Report every line of the listing below in which the string "JournalListArgs" occurs.

> _Records to process_
■ ■ ■ ■ ■ ■ ■

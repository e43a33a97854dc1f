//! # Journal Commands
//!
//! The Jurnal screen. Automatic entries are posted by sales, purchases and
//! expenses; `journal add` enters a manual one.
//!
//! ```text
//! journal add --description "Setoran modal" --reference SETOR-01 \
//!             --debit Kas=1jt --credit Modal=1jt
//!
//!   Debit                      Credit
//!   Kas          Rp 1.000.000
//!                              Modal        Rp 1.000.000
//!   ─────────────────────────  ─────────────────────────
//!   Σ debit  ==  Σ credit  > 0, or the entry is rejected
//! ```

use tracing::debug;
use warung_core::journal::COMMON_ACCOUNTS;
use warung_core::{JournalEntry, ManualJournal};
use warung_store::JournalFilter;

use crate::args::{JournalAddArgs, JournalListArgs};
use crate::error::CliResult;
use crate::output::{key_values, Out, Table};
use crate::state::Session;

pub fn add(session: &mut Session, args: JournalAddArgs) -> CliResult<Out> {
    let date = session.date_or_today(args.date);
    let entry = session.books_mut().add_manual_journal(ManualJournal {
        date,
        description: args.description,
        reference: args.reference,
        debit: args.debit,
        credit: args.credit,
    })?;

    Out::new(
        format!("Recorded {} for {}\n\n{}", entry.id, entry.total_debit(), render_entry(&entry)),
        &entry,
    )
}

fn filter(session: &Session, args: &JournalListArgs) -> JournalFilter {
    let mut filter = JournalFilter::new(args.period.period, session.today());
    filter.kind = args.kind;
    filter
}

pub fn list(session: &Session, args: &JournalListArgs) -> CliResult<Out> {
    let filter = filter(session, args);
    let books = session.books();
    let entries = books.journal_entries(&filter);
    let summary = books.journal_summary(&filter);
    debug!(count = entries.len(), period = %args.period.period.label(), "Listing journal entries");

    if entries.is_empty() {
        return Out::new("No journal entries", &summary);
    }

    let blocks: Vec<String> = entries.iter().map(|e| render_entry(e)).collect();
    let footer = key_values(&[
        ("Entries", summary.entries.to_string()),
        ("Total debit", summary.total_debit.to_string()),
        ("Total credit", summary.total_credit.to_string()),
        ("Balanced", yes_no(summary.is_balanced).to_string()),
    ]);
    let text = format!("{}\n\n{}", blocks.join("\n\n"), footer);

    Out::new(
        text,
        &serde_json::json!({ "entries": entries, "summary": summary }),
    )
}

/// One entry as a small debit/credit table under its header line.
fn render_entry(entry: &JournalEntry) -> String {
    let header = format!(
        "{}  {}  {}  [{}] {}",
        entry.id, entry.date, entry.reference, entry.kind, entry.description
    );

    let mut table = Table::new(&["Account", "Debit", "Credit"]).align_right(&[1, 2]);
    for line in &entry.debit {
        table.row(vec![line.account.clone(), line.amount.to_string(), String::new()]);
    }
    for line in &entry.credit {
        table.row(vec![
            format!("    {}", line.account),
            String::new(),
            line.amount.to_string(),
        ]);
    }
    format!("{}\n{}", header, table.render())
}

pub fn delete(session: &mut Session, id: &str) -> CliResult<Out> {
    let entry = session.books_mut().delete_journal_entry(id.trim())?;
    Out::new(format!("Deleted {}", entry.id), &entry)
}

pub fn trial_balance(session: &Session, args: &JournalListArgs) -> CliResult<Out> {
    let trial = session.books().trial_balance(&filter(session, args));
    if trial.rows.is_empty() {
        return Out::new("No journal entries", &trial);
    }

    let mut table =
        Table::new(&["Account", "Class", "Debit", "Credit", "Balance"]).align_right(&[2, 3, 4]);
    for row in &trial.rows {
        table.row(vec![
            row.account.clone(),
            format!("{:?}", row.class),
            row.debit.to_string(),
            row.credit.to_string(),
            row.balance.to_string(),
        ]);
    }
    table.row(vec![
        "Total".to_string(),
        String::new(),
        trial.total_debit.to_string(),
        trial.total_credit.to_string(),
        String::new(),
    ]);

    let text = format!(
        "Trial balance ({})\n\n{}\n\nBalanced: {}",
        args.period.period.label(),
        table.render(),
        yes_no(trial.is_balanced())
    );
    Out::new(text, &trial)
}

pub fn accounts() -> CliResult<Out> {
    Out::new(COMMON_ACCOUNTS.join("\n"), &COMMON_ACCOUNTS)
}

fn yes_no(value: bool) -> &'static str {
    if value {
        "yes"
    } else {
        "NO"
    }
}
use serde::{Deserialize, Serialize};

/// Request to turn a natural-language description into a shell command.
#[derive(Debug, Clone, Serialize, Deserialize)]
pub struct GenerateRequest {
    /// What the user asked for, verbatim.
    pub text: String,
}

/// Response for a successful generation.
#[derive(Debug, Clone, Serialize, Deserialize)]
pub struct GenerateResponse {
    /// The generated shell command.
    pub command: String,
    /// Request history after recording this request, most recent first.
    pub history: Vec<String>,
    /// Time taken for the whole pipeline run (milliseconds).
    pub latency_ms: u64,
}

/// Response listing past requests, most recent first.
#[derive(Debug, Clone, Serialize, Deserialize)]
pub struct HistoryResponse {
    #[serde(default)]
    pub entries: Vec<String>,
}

■ ■ ■ ■ ■ ■ ■

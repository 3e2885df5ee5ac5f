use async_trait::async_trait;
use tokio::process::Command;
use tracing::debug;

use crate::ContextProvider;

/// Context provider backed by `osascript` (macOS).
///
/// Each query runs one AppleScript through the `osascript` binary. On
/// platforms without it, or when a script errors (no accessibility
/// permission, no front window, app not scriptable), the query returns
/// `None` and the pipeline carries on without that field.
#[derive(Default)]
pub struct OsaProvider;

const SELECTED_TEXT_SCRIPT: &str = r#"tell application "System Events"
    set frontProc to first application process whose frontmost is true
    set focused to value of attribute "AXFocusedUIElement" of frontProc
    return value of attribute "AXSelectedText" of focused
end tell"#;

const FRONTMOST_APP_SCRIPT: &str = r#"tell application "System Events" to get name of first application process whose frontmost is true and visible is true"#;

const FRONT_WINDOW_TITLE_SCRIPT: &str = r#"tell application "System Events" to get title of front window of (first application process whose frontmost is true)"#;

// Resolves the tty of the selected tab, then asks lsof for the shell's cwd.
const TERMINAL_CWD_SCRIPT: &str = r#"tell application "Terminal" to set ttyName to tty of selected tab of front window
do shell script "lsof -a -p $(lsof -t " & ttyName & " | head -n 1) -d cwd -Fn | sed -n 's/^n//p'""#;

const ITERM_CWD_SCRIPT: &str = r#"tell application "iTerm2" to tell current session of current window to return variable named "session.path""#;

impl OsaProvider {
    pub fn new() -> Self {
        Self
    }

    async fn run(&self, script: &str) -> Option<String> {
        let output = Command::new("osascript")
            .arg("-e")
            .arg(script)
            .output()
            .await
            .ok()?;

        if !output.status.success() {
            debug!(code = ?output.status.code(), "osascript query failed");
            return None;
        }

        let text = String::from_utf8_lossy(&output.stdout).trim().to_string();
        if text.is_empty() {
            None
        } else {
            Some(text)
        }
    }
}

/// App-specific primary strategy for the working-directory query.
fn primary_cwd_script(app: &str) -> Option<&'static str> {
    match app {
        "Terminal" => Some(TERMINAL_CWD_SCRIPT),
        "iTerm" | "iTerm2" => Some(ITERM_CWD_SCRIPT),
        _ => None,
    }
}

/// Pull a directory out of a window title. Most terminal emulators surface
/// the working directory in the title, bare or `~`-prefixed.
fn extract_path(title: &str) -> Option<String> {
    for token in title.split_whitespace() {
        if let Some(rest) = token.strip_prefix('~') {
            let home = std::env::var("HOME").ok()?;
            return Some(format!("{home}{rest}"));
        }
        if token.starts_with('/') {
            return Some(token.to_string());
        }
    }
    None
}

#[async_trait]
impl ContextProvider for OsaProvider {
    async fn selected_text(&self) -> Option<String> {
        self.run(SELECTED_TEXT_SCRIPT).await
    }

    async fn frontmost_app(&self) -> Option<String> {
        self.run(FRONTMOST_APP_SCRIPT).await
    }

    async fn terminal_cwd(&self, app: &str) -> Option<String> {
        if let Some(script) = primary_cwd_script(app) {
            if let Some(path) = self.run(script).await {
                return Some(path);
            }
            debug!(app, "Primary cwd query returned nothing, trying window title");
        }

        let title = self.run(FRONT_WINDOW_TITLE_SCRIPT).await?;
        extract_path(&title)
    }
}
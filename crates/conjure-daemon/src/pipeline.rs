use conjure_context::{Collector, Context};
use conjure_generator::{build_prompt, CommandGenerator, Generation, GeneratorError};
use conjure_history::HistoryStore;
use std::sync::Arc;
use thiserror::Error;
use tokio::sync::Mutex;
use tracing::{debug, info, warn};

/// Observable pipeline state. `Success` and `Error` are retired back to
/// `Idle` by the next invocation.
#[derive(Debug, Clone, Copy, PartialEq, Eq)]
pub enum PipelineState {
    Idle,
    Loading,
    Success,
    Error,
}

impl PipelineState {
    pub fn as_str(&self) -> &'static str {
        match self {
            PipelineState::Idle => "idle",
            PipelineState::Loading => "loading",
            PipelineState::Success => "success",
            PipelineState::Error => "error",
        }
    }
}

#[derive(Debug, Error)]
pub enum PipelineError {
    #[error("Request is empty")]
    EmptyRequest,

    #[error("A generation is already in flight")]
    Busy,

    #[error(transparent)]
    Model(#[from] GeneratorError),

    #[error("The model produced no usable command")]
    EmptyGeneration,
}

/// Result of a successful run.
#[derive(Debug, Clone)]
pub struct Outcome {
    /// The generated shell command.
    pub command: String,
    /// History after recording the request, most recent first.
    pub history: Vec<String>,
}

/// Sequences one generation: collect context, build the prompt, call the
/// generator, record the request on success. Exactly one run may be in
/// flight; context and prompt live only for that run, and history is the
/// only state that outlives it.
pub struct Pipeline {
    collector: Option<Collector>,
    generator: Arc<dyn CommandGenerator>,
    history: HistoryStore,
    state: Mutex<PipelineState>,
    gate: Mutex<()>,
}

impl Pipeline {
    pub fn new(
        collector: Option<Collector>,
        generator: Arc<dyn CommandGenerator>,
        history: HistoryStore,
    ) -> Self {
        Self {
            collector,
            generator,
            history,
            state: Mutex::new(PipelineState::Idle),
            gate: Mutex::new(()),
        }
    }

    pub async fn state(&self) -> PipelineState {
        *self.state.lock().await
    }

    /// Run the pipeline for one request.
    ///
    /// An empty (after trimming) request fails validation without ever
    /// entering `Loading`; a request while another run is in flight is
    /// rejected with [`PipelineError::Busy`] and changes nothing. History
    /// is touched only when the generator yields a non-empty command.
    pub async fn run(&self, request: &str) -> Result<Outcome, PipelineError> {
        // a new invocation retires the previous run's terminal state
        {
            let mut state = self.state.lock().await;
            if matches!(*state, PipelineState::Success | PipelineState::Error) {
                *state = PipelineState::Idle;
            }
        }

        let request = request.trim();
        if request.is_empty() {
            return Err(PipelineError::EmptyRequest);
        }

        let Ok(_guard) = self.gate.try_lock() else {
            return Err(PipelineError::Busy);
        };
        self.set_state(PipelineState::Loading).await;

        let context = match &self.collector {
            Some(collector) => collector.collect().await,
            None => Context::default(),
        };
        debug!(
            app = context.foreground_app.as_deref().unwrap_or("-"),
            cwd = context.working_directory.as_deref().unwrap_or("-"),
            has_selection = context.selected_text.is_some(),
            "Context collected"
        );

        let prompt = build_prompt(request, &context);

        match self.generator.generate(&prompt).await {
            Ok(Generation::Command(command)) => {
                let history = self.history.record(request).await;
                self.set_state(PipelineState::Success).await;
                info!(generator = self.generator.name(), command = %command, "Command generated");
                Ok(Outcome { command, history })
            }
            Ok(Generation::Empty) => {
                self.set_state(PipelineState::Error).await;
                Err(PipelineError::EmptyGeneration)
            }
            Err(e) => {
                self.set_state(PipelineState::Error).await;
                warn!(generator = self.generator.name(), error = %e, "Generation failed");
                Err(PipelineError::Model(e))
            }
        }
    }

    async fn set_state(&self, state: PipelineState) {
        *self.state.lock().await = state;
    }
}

■ ■ ■ ■ ■ ■ ■

> _Task result_
use crate::args::{JournalAddArgs, JournalListArgs};
fn filter(session: &Session, args: &JournalListArgs) -> JournalFilter {
pub fn list(session: &Session, args: &JournalListArgs) -> CliResult<Out> {
pub fn trial_balance(session: &Session, args: &JournalListArgs) -> CliResult<Out> {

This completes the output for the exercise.